Islam menentang sikap berlebih-lebihan dalam berhias
sampai kepada suatu batas yang menjurus kepada suatu sikap mengubah ciptaan
Allah yang oleh al-Quran dinilai, bahwa mengubah ciptaan Allah itu sebagai
salah satu ajakan syaitan kepada pengikut-pengikutnya, dimana syaitan akan
berkata kepada pengikutnya itu sebagai berikut:
“Sungguh akan kami pengaruhi mereka itu, sehingga mereka mau mengubah ciptaan Allah.” (an-Nisa‘: 119)
“Sungguh akan kami pengaruhi mereka itu, sehingga mereka mau mengubah ciptaan Allah.” (an-Nisa‘: 119)
Batasan Tabarruj/Berhias:
Yang mengeluarkan seorang perempuan muslimah dari
batas tabarruj yang selanjutnya disebut kesopanan Islam, yaitu hendaknya dia
dapat menepati hal-hal sebagai berikut:
A) Ghadh-dhul Bashar (menundukkan pandangan), sebab
perhiasan perempuan yang termahal ialah malu, sedang bentuk malu yang lebih
tegas ialah: menundukkan pandangan, seperti yang difirmankan Allah: “Katakanlah
kepada orang-orang mu‘min perempuan hendaklah mereka itu menundukkan sebagian
pandangannya.”
B) Tidak bergaul bebas sehingga terjadi persentuhan
antara laki-laki dengan perempuan, seperti yang biasa terjadi di gedung-gedung
bioskop, ruangan-ruangan kuliah, perguruan-perguruan tinggi,
kendaraan-kendaraan umum dan sebagainya di zaman kita sekarang ini.
Sebab Ma‘qil bin Yasar meriwayatkan, bahwa Rasulullah
s.a.w. Pernah bersabda sebagai berikut:
“Sungguh kepala salah seorang di antara kamu ditusuk dengan jarum dari besi, lebih baik daripada dia menyentuh seorang perempuan yang tidak halal baginya.” (Riwayat Thabarani, Baihaqi, dan rawi-rawinya Thabarani adalah kepercayaan)

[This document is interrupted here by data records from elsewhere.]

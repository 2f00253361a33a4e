// In crates/forecast/src/types.rs

use serde::{Deserialize, Serialize};

/// Training parameters handed to a predictor's `fit`.
#[derive(Debug, Serialize, Deserialize, Clone, PartialEq)]
pub struct TrainingSettings {
    #[serde(default = "default_epochs")]
    pub epochs: usize,
    #[serde(default = "default_batch_size")]
    pub batch_size: usize,
    #[serde(default = "default_learning_rate")]
    pub learning_rate: f64,
}

impl Default for TrainingSettings {
    fn default() -> Self {
        Self {
            epochs: default_epochs(),
            batch_size: default_batch_size(),
            learning_rate: default_learning_rate(),
        }
    }
}

fn default_epochs() -> usize {
    750
}

fn default_batch_size() -> usize {
    32
}

fn default_learning_rate() -> f64 {
    0.01
}

/// What a training run reports back.
#[derive(Debug, Serialize, Deserialize, Clone, PartialEq, Default)]
pub struct TrainingSummary {
    pub model: String,
    pub samples: usize,
    pub epochs: usize,
    /// Mean squared error over the training set after the last epoch.
    pub final_loss: f64,
}

/// The built-in predictors selectable from the command line.
#[derive(Debug, Serialize, Deserialize, Clone, Copy, PartialEq, Eq, Default)]
#[serde(rename_all = "snake_case")]
pub enum ModelKind {
    Persistence,
    #[default]
    Linear,
}

impl std::str::FromStr for ModelKind {
    type Err = String;

    fn from_str(s: &str) -> Result<Self, Self::Err> {
        match s {
            "persistence" => Ok(ModelKind::Persistence),
            "linear" => Ok(ModelKind::Linear),
            other => Err(format!("unknown model '{other}', expected 'persistence' or 'linear'")),
        }
    }
}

“Sungguh kepala salah seorang di antara kamu ditusuk dengan jarum dari besi, lebih baik daripada dia menyentuh seorang perempuan yang tidak halal baginya.” (Riwayat Thabarani, Baihaqi, dan rawi-rawinya Thabarani adalah kepercayaan)
Wallahu A‘lam Bish-Showab,
Wassalamu ‘Alaikum Warahmatullahi Wa Barakatuh.